14.10 Disclosures Outside the Financial Statements — MD&A
The filings of public entities must include MD&A. Discussion and analysis of
income taxes is an important part of an entity’s MD&A since income taxes can be
a significant factor in the entity’s operating results. Such discussion should
address the following (if material):
- Critical accounting estimates — The determination of income tax expense, DTAs and DTLs, and UTBs inherently involves several critical accounting estimates of current and future taxes to be paid.
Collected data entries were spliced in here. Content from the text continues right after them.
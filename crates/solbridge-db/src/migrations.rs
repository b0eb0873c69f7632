//! # Database Migrations
//!
//! Embedded SQL migrations for solbridge.
//!
//! ## Adding New Migrations
//!
//! 1. Create a new file in `migrations/sqlite/` with the next sequence number
//! 2. Name format: `NNN_description.sql` (e.g., `002_add_yield_table.sql`)
//! 3. Write idempotent SQL (use `IF NOT EXISTS` where possible)
//! 4. **NEVER** modify existing migrations - always add new ones

use sqlx::SqlitePool;
use tracing::info;

use crate::error::DbResult;

/// Embedded migrations from the `migrations/sqlite` directory.
///
/// The `sqlx::migrate!()` macro embeds all SQL files from the specified
/// directory into the binary at compile time. No runtime file access needed.
static MIGRATOR: sqlx::migrate::Migrator = sqlx::migrate!("../../migrations/sqlite");

/// Runs all pending database migrations.
///
/// Idempotent and ordered: applied migrations are tracked in the
/// `_sqlx_migrations` table and skipped on subsequent runs.
pub async fn run_migrations(pool: &SqlitePool) -> DbResult<()> {
    info!("Checking for pending migrations");

    MIGRATOR.run(pool).await?;

    info!("All migrations applied successfully");
    Ok(())
}

/// Returns (total_migrations, applied_migrations) for diagnostics.
pub async fn migration_status(pool: &SqlitePool) -> DbResult<(usize, usize)> {
    let total = MIGRATOR.migrations.len();

    let applied: i64 = sqlx::query_scalar("SELECT COUNT(*) FROM _sqlx_migrations")
        .fetch_one(pool)
        .await
        .unwrap_or(0);

    Ok((total, applied as usize))
}
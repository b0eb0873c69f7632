//! # Repository Layer
//!
//! Data access split by concern:
//! - `documents` — versionless JSON documents (session, about, statistics,
//!   device inventory, device logs, wiring settings)
//! - `fault` — append-only fault records plus the master-reported fault list
//! - `activity` — append-only activity log
//!
//! All timestamps are stored as RFC 3339 UTC text with a fixed fractional
//! precision so that lexicographic text comparison matches chronological
//! order.

pub mod activity;
pub mod documents;
pub mod fault;

use chrono::{DateTime, SecondsFormat, Utc};

use crate::error::{DbError, DbResult};

/// Formats a timestamp for storage. Fixed microsecond precision keeps
/// string comparisons in SQL consistent with time order.
pub(crate) fn fmt_timestamp(ts: &DateTime<Utc>) -> String {
    ts.to_rfc3339_opts(SecondsFormat::Micros, true)
}

/// Parses a stored timestamp back into `DateTime<Utc>`.
pub(crate) fn parse_timestamp(raw: &str) -> DbResult<DateTime<Utc>> {
    DateTime::parse_from_rfc3339(raw)
        .map(|dt| dt.with_timezone(&Utc))
        .map_err(|e| DbError::Internal(format!("invalid stored timestamp '{raw}': {e}")))
}

#[cfg(test)]
mod tests {
    use super::*;
    use chrono::TimeZone;

    #[test]
    fn test_timestamp_round_trip() {
        let ts = Utc.with_ymd_and_hms(2026, 3, 14, 9, 26, 53).unwrap();
        let text = fmt_timestamp(&ts);
        assert_eq!(parse_timestamp(&text).unwrap(), ts);
    }

    #[test]
    fn test_timestamp_text_order_matches_time_order() {
        let earlier = Utc.with_ymd_and_hms(2026, 3, 14, 9, 26, 53).unwrap();
        let later = earlier + chrono::Duration::milliseconds(1);
        assert!(fmt_timestamp(&earlier) < fmt_timestamp(&later));
    }
}
//! # solbridge-core: Pure Domain Logic for solbridge
//!
//! This crate holds every type the gateway persists or evaluates, as pure
//! data with zero I/O dependencies.
//!
//! ## Architecture Position
//! ```text
//! ┌─────────────────────────────────────────────────────────────────────────┐
//! │                      solbridge Architecture                             │
//! │                                                                         │
//! │  ┌─────────────────────────────────────────────────────────────────┐   │
//! │  │                  solbridge-sync (Engine)                        │   │
//! │  │   master link ─► correlator ─► dispatcher ─► anomaly rules     │   │
//! │  └─────────────────────────────┬───────────────────────────────────┘   │
//! │                                │                                        │
//! │  ┌─────────────────────────────▼───────────────────────────────────┐   │
//! │  │             ★ solbridge-core (THIS CRATE) ★                     │   │
//! │  │                                                                 │   │
//! │  │   ┌───────────┐  ┌───────────┐  ┌───────────────────────────┐  │   │
//! │  │   │   types   │  │  strings  │  │        messages           │  │   │
//! │  │   │  Device   │  │StringRead.│  │  opaque templates keyed   │  │   │
//! │  │   │  Fault    │  │ position  │  │  by code                  │  │   │
//! │  │   └───────────┘  └───────────┘  └───────────────────────────┘  │   │
//! │  │                                                                 │   │
//! │  │   NO I/O • NO DATABASE • NO NETWORK • PURE FUNCTIONS           │   │
//! │  └─────────────────────────────────────────────────────────────────┘   │
//! │                                │                                        │
//! │  ┌─────────────────────────────▼───────────────────────────────────┐   │
//! │  │                 solbridge-db (Persistence)                      │   │
//! │  │          SQLite documents, fault/activity repositories          │   │
//! │  └─────────────────────────────────────────────────────────────────┘   │
//! └─────────────────────────────────────────────────────────────────────────┘
//! ```
//!
//! ## Modules
//!
//! - [`types`] - Domain types (Device, FaultRecord, documents, etc.)
//! - [`strings`] - PV string readings and power derivation
//! - [`messages`] - Message templates keyed by code

// =============================================================================
// Module Declarations
// =============================================================================

pub mod messages;
pub mod strings;
pub mod types;

// =============================================================================
// Re-exports
// =============================================================================

pub use strings::StringReading;
pub use types::{
    AboutDocument, ActivityCategory, ActivityLevel, ActivityLogEntry, DataPoint, Device,
    DeviceDocument, DeviceLogDocument, DeviceStatus, FaultCategory, FaultEvent, FaultRecord,
    IoChannel, IoLogBlock, PowerLogBlock, SessionRecord, StatisticsDocument, WiringConfig,
    WiringSettings,
};
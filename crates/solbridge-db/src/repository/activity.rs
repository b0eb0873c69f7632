//! # Activity Log Repository
//!
//! Append-only record of notable gateway events (connection successes and
//! failures, upload outcomes). Surfaced to operators, pruned by retention.

use chrono::{DateTime, Utc};
use sqlx::{Row, SqlitePool};
use tracing::debug;
use uuid::Uuid;

use solbridge_core::{ActivityCategory, ActivityLevel, ActivityLogEntry};

use crate::error::{DbError, DbResult};
use crate::repository::{fmt_timestamp, parse_timestamp};

#[derive(Debug, Clone)]
pub struct ActivityLogRepository {
    pool: SqlitePool,
}

impl ActivityLogRepository {
    pub fn new(pool: SqlitePool) -> Self {
        ActivityLogRepository { pool }
    }

    /// Appends a success entry.
    pub async fn success(
        &self,
        category: ActivityCategory,
        description: impl Into<String>,
    ) -> DbResult<()> {
        self.append(ActivityLevel::Success, category, description.into())
            .await
    }

    /// Appends an error entry.
    pub async fn error(
        &self,
        category: ActivityCategory,
        description: impl Into<String>,
    ) -> DbResult<()> {
        self.append(ActivityLevel::Error, category, description.into())
            .await
    }

    async fn append(
        &self,
        level: ActivityLevel,
        category: ActivityCategory,
        description: String,
    ) -> DbResult<()> {
        let id = Uuid::new_v4().to_string();
        let created_at = fmt_timestamp(&Utc::now());

        sqlx::query(
            "INSERT INTO activity_log (id, level, category, description, created_at)
             VALUES (?, ?, ?, ?, ?)",
        )
        .bind(&id)
        .bind(level.to_string())
        .bind(category.to_string())
        .bind(&description)
        .bind(&created_at)
        .execute(&self.pool)
        .await?;

        debug!(%level, %category, description, "Activity logged");
        Ok(())
    }

    /// Returns the most recent entries, newest first.
    pub async fn recent(&self, limit: u32) -> DbResult<Vec<ActivityLogEntry>> {
        let rows = sqlx::query(
            "SELECT id, level, category, description, created_at
             FROM activity_log
             ORDER BY created_at DESC
             LIMIT ?",
        )
        .bind(limit as i64)
        .fetch_all(&self.pool)
        .await?;

        rows.iter().map(row_to_entry).collect()
    }

    /// Deletes entries strictly older than `cutoff`. Returns the number of
    /// rows removed.
    pub async fn delete_older_than(&self, cutoff: &DateTime<Utc>) -> DbResult<u64> {
        let cutoff = fmt_timestamp(cutoff);
        let result = sqlx::query("DELETE FROM activity_log WHERE created_at < ?")
            .bind(&cutoff)
            .execute(&self.pool)
            .await?;
        Ok(result.rows_affected())
    }
}

fn row_to_entry(row: &sqlx::sqlite::SqliteRow) -> DbResult<ActivityLogEntry> {
    let level: String = row.get("level");
    let category: String = row.get("category");
    let created_at: String = row.get("created_at");

    Ok(ActivityLogEntry {
        id: row.get("id"),
        level: match level.as_str() {
            "success" => ActivityLevel::Success,
            "error" => ActivityLevel::Error,
            other => return Err(DbError::Internal(format!("unknown activity level '{other}'"))),
        },
        category: match category.as_str() {
            "MASTER" => ActivityCategory::Master,
            other => {
                return Err(DbError::Internal(format!("unknown activity category '{other}'")))
            }
        },
        description: row.get("description"),
        created_at: parse_timestamp(&created_at)?,
    })
}

#[cfg(test)]
mod tests {
    use super::*;
    use crate::pool::{Database, DbConfig};

    async fn test_db() -> Database {
        Database::new(DbConfig::in_memory()).await.unwrap()
    }

    #[tokio::test]
    async fn test_success_and_error_entries() {
        let db = test_db().await;
        let repo = db.activity();

        repo.success(ActivityCategory::Master, "master data uploaded")
            .await
            .unwrap();
        repo.error(ActivityCategory::Master, "master not found: 192.168.1.40")
            .await
            .unwrap();

        let entries = repo.recent(10).await.unwrap();
        assert_eq!(entries.len(), 2);
        assert_eq!(entries[0].level, ActivityLevel::Error);
        assert_eq!(entries[1].level, ActivityLevel::Success);
        assert_eq!(entries[1].description, "master data uploaded");
    }

    #[tokio::test]
    async fn test_retention_removes_old_entries() {
        let db = test_db().await;
        let repo = db.activity();

        repo.success(ActivityCategory::Master, "kept").await.unwrap();

        let past = Utc::now() - chrono::Duration::days(1);
        assert_eq!(repo.delete_older_than(&past).await.unwrap(), 0);

        let future = Utc::now() + chrono::Duration::seconds(1);
        assert_eq!(repo.delete_older_than(&future).await.unwrap(), 1);
        assert!(repo.recent(10).await.unwrap().is_empty());
    }
}
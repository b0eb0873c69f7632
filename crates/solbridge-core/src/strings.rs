//! # PV String Readings
//!
//! Ephemeral string readings derived from IO-log channels, used only during
//! anomaly evaluation.
//!
//! ## Channel Naming
//! ```text
//! ┌─────────────────────────────────────────────────────────────────────────┐
//! │  Masters name IO channels like:                                         │
//! │                                                                         │
//! │    "PV String 1"   "PV String 2"   ...   "Grid L1"   "Fan 1"           │
//! │                                                                         │
//! │  A channel is a PV string channel when its name contains "String";      │
//! │  the string position is the last whitespace-separated token, parsed     │
//! │  as an integer. Channels whose position does not parse are skipped.     │
//! └─────────────────────────────────────────────────────────────────────────┘
//! ```

use serde::{Deserialize, Serialize};

use crate::types::IoChannel;

/// The substring that marks an IO channel as a PV string channel.
pub const STRING_CHANNEL_MARKER: &str = "String";

/// A single PV string reading. Ephemeral - built from an IO-log block,
/// consumed by the anomaly rules, never persisted.
#[derive(Debug, Clone, PartialEq, Serialize, Deserialize)]
pub struct StringReading {
    /// Channel name as reported by the master.
    pub name: String,

    /// String position parsed from the channel name.
    pub position: u32,

    /// Measured voltage (V).
    pub voltage: f64,

    /// Measured current (A).
    pub current: f64,
}

impl StringReading {
    /// Derived power (W). A disconnected string reads zero on either
    /// voltage or current, so zero power marks a missing string.
    pub fn power(&self) -> f64 {
        self.voltage * self.current
    }

    /// Builds a reading from an IO channel, if the channel is a PV string
    /// channel with a parseable position.
    pub fn from_channel(channel: &IoChannel) -> Option<Self> {
        if !channel.name.contains(STRING_CHANNEL_MARKER) {
            return None;
        }
        let position = parse_position(&channel.name)?;
        Some(StringReading {
            name: channel.name.clone(),
            position,
            voltage: channel.voltage,
            current: channel.current,
        })
    }
}

/// Parses the string position out of a channel name: the last
/// whitespace-separated token, as an integer.
pub fn parse_position(name: &str) -> Option<u32> {
    name.split_whitespace().next_back()?.parse().ok()
}

#[cfg(test)]
mod tests {
    use super::*;

    fn channel(name: &str, voltage: f64, current: f64) -> IoChannel {
        IoChannel {
            name: name.to_string(),
            voltage,
            current,
        }
    }

    #[test]
    fn test_parse_position() {
        assert_eq!(parse_position("PV String 3"), Some(3));
        assert_eq!(parse_position("String 12"), Some(12));
        assert_eq!(parse_position("Grid L1"), None);
        assert_eq!(parse_position(""), None);
    }

    #[test]
    fn test_from_channel_filters_non_strings() {
        assert!(StringReading::from_channel(&channel("Grid L1", 230.0, 5.0)).is_none());
        assert!(StringReading::from_channel(&channel("PV String x", 300.0, 2.0)).is_none());

        let reading = StringReading::from_channel(&channel("PV String 4", 310.5, 2.0)).unwrap();
        assert_eq!(reading.position, 4);
        assert_eq!(reading.power(), 621.0);
    }

    #[test]
    fn test_zero_power_on_either_leg() {
        let no_volts = StringReading::from_channel(&channel("PV String 1", 0.0, 8.2)).unwrap();
        let no_amps = StringReading::from_channel(&channel("PV String 2", 421.0, 0.0)).unwrap();
        assert_eq!(no_volts.power(), 0.0);
        assert_eq!(no_amps.power(), 0.0);
    }
}
//! Mock engine service for testing the HTTP engine client.

use serde_json::json;
use wiremock::{
    matchers::{body_partial_json, method, path},
    Mock, MockServer, ResponseTemplate,
};

/// Wrapper around wiremock MockServer with engine-shaped endpoints
pub struct MockEngineServer {
    pub server: MockServer,
}

impl MockEngineServer {
    /// Start a new mock engine
    pub async fn start() -> Self {
        let server = MockServer::start().await;
        Self { server }
    }

    /// Base URL to hand to `HttpEngine::new`
    pub fn url(&self) -> String {
        self.server.uri()
    }

    /// Mock `GET /health` with the given status
    pub async fn mock_health(&self, status: u16) {
        Mock::given(method("GET"))
            .and(path("/health"))
            .respond_with(ResponseTemplate::new(status))
            .mount(&self.server)
            .await;
    }

    /// Mock a POST endpoint returning JSON
    pub async fn mock_post_json(&self, endpoint: &str, response: serde_json::Value) {
        Mock::given(method("POST"))
            .and(path(endpoint))
            .respond_with(ResponseTemplate::new(200).set_body_json(response))
            .mount(&self.server)
            .await;
    }

    /// Mock a POST endpoint that only answers when the body contains `expected`
    pub async fn mock_post_matching(
        &self,
        endpoint: &str,
        expected: serde_json::Value,
        response: serde_json::Value,
    ) {
        Mock::given(method("POST"))
            .and(path(endpoint))
            .and(body_partial_json(expected))
            .respond_with(ResponseTemplate::new(200).set_body_json(response))
            .expect(1)
            .mount(&self.server)
            .await;
    }

    /// Mock a GET endpoint returning JSON
    pub async fn mock_get_json(&self, endpoint: &str, response: serde_json::Value) {
        Mock::given(method("GET"))
            .and(path(endpoint))
            .respond_with(ResponseTemplate::new(200).set_body_json(response))
            .mount(&self.server)
            .await;
    }

    /// Mock any method on an endpoint returning an error status with a body
    pub async fn mock_status(&self, endpoint: &str, status: u16, body: &str) {
        Mock::given(path(endpoint))
            .respond_with(ResponseTemplate::new(status).set_body_string(body))
            .mount(&self.server)
            .await;
    }

    /// Mock a POST endpoint returning a non-JSON body with 200
    pub async fn mock_post_garbage(&self, endpoint: &str) {
        Mock::given(method("POST"))
            .and(path(endpoint))
            .respond_with(ResponseTemplate::new(200).set_body_string("<html>oops</html>"))
            .mount(&self.server)
            .await;
    }

    /// Mount the endpoints a healthy engine answers at start-up
    pub async fn mock_healthy_engine(&self) {
        self.mock_health(200).await;
        self.mock_get_json("/palettes", json!({"ColorBrewer": ["Set1"]}))
            .await;
        self.mock_post_json(
            "/generate",
            json!([
                {"r": 1.0, "g": 0.0, "b": 0.0},
                {"r": 0.0, "g": 0.0, "b": 1.0}
            ]),
        )
        .await;
        self.mock_post_json(
            "/analyze",
            json!({
                "normal": {
                    "difference_matrix": [[0.0, 52.1], [52.1, 0.0]],
                    "min_distances": [52.1, 52.1],
                    "bg_min_distance": null
                }
            }),
        )
        .await;
    }

    /// Requests the engine received on `endpoint`, as JSON bodies
    pub async fn received_bodies(&self, endpoint: &str) -> Vec<serde_json::Value> {
        self.server
            .received_requests()
            .await
            .unwrap_or_default()
            .into_iter()
            .filter(|r| r.url.path() == endpoint)
            .filter_map(|r| serde_json::from_slice(&r.body).ok())
            .collect()
    }
}
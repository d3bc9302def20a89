//! Pipeline fixtures and timing helpers.
//!
//! Pipeline tests run with a paused clock: sleeping lets every ready task
//! run before the clock jumps, so the debounce window is deterministic.

use std::sync::Arc;
use std::time::Duration;

use palette_pilot::models::GenerationParameters;
use palette_pilot::services::{
    Pipeline, PipelineConfig, PipelineHandle, PipelineState, RequestState,
};

use super::stub_engine::StubEngine;

pub const DEBOUNCE: Duration = Duration::from_millis(300);

pub fn pipeline_config() -> PipelineConfig {
    PipelineConfig {
        debounce: DEBOUNCE,
        analysis_max_memory: 4.0,
        initial_params: GenerationParameters::default(),
    }
}

/// Spawn a pipeline over the given stub
pub fn spawn_pipeline(engine: &Arc<StubEngine>) -> PipelineHandle {
    Pipeline::spawn(engine.clone(), pipeline_config())
}

/// Spawn a pipeline and wait until the start-up generation has landed
pub async fn ready_pipeline(engine: &Arc<StubEngine>) -> PipelineHandle {
    let handle = spawn_pipeline(engine);
    wait_for_state(&handle, |s| s.ready && s.request_state == RequestState::Fulfilled).await;
    settle().await;
    handle
}

/// Wait until the published state satisfies `predicate`
pub async fn wait_for_state(
    handle: &PipelineHandle,
    predicate: impl FnMut(&PipelineState) -> bool,
) -> PipelineState {
    let mut rx = handle.subscribe();
    let state = tokio::time::timeout(Duration::from_secs(30), rx.wait_for(predicate))
        .await
        .expect("Timed out waiting for pipeline state")
        .expect("Pipeline stopped");
    state.clone()
}

/// Let every runnable task finish without reaching the debounce deadline
pub async fn settle() {
    tokio::time::sleep(Duration::from_millis(5)).await;
}

/// Let the debounce window elapse and the resulting request complete
pub async fn past_debounce() {
    tokio::time::sleep(DEBOUNCE + Duration::from_millis(50)).await;
}

pub fn params_with_count(num_colors: usize) -> GenerationParameters {
    GenerationParameters {
        num_colors,
        ..Default::default()
    }
}
use serde::Deserialize;
use std::path::Path;
use std::time::Duration;

use super::params::GenerationParameters;

/// Application configuration loaded from config.yaml
#[derive(Debug, Deserialize, Clone, PartialEq)]
pub struct AppConfig {
    /// Where and how to reach the palette engine
    #[serde(default)]
    pub engine: EngineConfig,

    /// Quiet period after the last parameter change before generating
    #[serde(default = "default_debounce_ms")]
    pub debounce_ms: u64,

    /// Memory budget handed to every analysis call
    #[serde(default = "default_analysis_max_memory")]
    pub analysis_max_memory: f64,

    /// Address the HTTP surface binds to
    #[serde(default = "default_bind_addr")]
    pub bind_addr: String,

    /// Parameters the pipeline starts with
    #[serde(default)]
    pub defaults: GenerationParameters,
}

/// Configuration for the engine client
#[derive(Debug, Deserialize, Clone, PartialEq)]
pub struct EngineConfig {
    /// Base URL of the engine service
    #[serde(default = "default_engine_url")]
    pub url: String,

    /// Per-request timeout in seconds
    #[serde(default = "default_timeout_secs")]
    pub timeout_secs: u64,
}

fn default_debounce_ms() -> u64 {
    300
}

fn default_analysis_max_memory() -> f64 {
    4.0
}

fn default_bind_addr() -> String {
    "0.0.0.0:3000".to_string()
}

fn default_engine_url() -> String {
    "http://127.0.0.1:8700".to_string()
}

fn default_timeout_secs() -> u64 {
    30
}

impl Default for EngineConfig {
    fn default() -> Self {
        Self {
            url: default_engine_url(),
            timeout_secs: default_timeout_secs(),
        }
    }
}

impl Default for AppConfig {
    fn default() -> Self {
        Self {
            engine: EngineConfig::default(),
            debounce_ms: default_debounce_ms(),
            analysis_max_memory: default_analysis_max_memory(),
            bind_addr: default_bind_addr(),
            defaults: GenerationParameters::default(),
        }
    }
}

impl AppConfig {
    /// Load configuration from a YAML file, falling back to defaults.
    ///
    /// A missing or unparseable file is logged and never fatal. Starting
    /// parameters that fail validation are replaced by the built-in ones.
    pub fn load(path: Option<&Path>) -> Self {
        let Some(path) = path else {
            tracing::debug!("No config file configured, using defaults");
            return Self::default();
        };

        match std::fs::read_to_string(path) {
            Ok(content) => match serde_yaml::from_str::<Self>(&content) {
                Ok(mut config) => {
                    if let Err(e) = config.defaults.validate() {
                        tracing::warn!(
                            %e,
                            path = %path.display(),
                            "Invalid default parameters, using built-in defaults"
                        );
                        config.defaults = GenerationParameters::default();
                    }
                    tracing::info!(
                        path = %path.display(),
                        engine = %config.engine.url,
                        debounce_ms = config.debounce_ms,
                        "Loaded configuration"
                    );
                    config
                }
                Err(e) => {
                    tracing::warn!(
                        %e,
                        path = %path.display(),
                        "Failed to parse config, using defaults"
                    );
                    Self::default()
                }
            },
            Err(e) => {
                tracing::warn!(
                    %e,
                    path = %path.display(),
                    "Failed to read config, using defaults"
                );
                Self::default()
            }
        }
    }

    pub fn debounce(&self) -> Duration {
        Duration::from_millis(self.debounce_ms)
    }

    pub fn engine_timeout(&self) -> Duration {
        Duration::from_secs(self.engine.timeout_secs)
    }
}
Management should provide information about the nature of these estimates in MD&A.
- Liquidity and capital resources — The SEC staff expects registrants to disclose (1) the amount of cash and short-term investments held by foreign subsidiaries that would not be available to fund domestic operations unless the funds were repatriated and (2) whether additional tax expense would need to be recognized if the funds are repatriated. Although we expect scenarios such as these to be less prevalent than they have been historically, an entity may still be subject to income tax on its foreign investments (e.g., foreign exchange gains or losses on distributions and withholding taxes).
- Contractual obligations — See Section 14.4.5.
In addition to discussion of the results of operations, SEC
Regulation S-K, Item 303(a), requires entities to provide certain forward-looking
information related to “material events and uncertainties known to management that
would cause reported financial information not to be necessarily indicative of
future operating results or of future financial condition.”
Many tax-related events and uncertainties may need to be elaborated on in MD&A.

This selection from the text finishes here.